Additionally I'm not sure the stuff we've talked about with regard to running on non-pi hardware was addressed in that ticket was it?

Any change that opens the flood gates to this software running on any Pi revision, would need to additionally check that it is - in fact - running on a Raspberry Pi.

The potential repercussions for bashing memory mapped registers on an unsupported, third party board range anywhere from filesystem corruption (which has even happened on Pi's) to hardware damage.

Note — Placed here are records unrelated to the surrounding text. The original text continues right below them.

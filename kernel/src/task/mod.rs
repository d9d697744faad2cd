//! Processes: the table, scheduling, sleep/wakeup and the lifecycle calls.
//!
//! Almost everything here is an `impl Kernel` block; the kernel value owns
//! the table, the per-core records and the tick counter.

pub mod clock;
pub mod cpu;
pub mod lifecycle;
pub mod process;
pub mod scheduler;
pub mod sleep;
pub mod syscall;
pub mod table;
pub mod trap;
pub mod trapframe;

pub use self::cpu::Cpu;
pub use self::process::{Channel, EntryAction, Pid, ProcState, ProcessHandle};
pub use self::table::{ProcInfo, ProcTable};
pub use self::trap::TrapCause;
pub use self::trapframe::TrapFrame;
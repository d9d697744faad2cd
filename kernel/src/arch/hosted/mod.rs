//! Hosted backend: cores and contexts simulated with OS threads.
//!
//! A simulated core is a [`CpuLocal`](super::CpuLocal) record. At any moment
//! exactly one thread is bound to it; that thread is the code "running on"
//! the core. A context switch hands the record to another thread and parks
//! the caller until some later switch hands a core back. Page tables are
//! built exactly as on hardware, but nothing walks them except the kernel's
//! own copy routines, so "activating" a tree only records its root.

mod context;
mod cpu;

pub use self::context::{switch, switch_to_fresh, Context};
pub use self::cpu::{
    activate_address_space, bind_core, disable_interrupts, enable_interrupts, flush_tlb,
    halt_core, halt_forever, idle, interrupts_enabled, new_core, set_trap_stack, this_cpu,
};
pub use crate::hosted::user::enter_user;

As much as I would love to never have to release another "new Pi version supported" version for rpi_ws281x-python I would rather not - no matter how much the license might disclaim responsibility - be responsible for frying someone's Raspberry Pi knock-off.

Furthermore, I still think grabbing the ranges from device-tree is the more correct answer: #104 since parsing a hex string from /proc/cpuinfo is... kinda janky.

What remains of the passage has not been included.